What you will do: With the records below as input, work out how many lines include the word "StateMachineError". Give only the number.

Items from a data source:
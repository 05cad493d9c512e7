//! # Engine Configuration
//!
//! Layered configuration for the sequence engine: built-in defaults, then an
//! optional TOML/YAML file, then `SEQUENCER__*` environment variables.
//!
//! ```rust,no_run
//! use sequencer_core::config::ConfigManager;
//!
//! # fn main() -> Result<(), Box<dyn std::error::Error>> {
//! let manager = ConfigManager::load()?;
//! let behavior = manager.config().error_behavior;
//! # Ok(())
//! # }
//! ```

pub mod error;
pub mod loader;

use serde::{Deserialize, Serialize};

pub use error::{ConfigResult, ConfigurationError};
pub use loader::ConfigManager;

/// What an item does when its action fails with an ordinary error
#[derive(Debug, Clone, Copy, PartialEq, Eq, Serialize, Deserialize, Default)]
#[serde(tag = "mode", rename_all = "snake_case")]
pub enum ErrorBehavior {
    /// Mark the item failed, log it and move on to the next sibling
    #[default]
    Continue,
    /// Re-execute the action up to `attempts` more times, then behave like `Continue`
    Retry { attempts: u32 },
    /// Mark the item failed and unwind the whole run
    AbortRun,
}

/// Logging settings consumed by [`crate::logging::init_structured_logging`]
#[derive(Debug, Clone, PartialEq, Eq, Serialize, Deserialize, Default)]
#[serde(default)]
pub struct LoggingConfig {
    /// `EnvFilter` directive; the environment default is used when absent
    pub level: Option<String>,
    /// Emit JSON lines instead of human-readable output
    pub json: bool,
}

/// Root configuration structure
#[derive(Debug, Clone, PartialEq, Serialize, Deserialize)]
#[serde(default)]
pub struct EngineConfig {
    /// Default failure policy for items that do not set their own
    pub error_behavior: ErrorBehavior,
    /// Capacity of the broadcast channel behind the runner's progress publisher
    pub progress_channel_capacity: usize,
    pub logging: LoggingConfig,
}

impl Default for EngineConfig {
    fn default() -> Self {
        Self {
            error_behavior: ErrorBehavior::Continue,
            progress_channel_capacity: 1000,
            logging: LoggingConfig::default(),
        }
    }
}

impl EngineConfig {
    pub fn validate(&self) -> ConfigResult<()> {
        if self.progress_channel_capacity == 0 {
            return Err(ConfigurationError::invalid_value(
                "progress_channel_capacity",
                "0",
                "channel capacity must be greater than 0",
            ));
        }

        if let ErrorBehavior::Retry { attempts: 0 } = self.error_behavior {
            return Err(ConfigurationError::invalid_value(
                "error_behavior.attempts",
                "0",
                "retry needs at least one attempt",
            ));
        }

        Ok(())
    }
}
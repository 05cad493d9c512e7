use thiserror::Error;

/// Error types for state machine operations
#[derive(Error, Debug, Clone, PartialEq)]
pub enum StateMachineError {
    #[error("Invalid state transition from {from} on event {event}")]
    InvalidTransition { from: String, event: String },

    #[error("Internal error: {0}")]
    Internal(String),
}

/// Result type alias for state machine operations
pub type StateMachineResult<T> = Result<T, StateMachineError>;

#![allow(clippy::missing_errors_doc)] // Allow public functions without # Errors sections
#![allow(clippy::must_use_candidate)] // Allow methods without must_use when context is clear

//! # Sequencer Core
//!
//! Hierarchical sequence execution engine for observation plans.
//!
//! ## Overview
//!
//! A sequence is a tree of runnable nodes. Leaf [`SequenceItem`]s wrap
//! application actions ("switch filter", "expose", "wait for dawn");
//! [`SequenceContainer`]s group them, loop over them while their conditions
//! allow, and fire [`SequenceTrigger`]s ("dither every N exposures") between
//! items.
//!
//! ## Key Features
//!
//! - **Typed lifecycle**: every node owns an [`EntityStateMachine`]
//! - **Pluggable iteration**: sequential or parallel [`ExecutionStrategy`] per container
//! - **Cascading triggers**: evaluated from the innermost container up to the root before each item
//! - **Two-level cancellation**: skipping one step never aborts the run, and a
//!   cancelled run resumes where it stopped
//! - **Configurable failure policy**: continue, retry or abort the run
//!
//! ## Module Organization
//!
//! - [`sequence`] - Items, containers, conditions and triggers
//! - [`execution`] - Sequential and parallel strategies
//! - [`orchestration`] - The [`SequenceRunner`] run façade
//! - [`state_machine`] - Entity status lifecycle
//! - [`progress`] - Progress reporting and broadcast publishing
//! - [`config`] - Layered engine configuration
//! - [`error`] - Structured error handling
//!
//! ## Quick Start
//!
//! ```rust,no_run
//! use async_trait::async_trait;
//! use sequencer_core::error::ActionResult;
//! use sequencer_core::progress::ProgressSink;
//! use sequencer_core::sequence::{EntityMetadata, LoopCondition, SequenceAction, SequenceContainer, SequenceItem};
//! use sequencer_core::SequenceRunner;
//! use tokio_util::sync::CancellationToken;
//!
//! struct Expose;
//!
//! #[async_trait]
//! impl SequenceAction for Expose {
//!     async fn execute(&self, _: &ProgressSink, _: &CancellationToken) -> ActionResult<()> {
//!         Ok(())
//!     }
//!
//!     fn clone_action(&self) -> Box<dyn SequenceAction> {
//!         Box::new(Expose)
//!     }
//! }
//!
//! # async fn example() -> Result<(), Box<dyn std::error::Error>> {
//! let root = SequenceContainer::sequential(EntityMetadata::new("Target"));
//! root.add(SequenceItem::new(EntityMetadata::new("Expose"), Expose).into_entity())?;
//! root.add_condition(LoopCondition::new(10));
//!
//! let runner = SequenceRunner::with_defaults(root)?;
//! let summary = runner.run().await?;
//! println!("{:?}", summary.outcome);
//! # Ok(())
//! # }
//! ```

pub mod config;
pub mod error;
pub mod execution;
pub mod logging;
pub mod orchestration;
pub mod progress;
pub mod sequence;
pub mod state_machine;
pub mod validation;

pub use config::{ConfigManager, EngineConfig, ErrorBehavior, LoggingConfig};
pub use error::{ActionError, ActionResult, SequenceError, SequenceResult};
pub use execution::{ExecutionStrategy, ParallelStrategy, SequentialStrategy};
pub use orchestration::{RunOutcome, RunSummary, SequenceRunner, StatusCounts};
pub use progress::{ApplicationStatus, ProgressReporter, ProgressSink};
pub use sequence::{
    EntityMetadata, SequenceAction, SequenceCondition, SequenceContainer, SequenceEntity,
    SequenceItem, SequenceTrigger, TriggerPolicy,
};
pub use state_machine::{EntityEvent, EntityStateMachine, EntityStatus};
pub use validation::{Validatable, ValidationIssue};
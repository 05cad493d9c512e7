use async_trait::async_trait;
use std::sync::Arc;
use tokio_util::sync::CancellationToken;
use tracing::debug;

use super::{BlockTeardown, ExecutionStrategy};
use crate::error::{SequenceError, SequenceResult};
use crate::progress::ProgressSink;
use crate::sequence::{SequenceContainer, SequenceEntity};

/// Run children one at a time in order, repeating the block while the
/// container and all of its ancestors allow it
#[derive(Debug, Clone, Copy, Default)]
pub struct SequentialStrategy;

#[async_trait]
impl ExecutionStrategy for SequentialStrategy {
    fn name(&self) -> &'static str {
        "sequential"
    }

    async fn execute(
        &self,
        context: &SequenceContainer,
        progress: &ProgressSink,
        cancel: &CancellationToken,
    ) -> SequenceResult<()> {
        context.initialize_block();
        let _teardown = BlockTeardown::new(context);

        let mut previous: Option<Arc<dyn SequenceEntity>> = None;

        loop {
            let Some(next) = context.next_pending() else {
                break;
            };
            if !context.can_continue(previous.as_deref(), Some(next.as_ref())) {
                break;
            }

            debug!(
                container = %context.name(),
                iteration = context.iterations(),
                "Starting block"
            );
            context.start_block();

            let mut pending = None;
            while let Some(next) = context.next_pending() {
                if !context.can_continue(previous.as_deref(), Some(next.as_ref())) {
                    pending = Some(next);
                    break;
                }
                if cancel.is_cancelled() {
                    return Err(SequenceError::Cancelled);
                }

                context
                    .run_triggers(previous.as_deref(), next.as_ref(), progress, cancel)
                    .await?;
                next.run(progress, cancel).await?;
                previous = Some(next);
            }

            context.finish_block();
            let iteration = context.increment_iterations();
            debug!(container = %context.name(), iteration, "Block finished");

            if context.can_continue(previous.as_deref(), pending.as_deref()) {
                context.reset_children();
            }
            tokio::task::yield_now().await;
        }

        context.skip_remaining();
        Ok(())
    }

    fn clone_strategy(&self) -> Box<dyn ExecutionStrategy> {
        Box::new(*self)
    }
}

Result: 2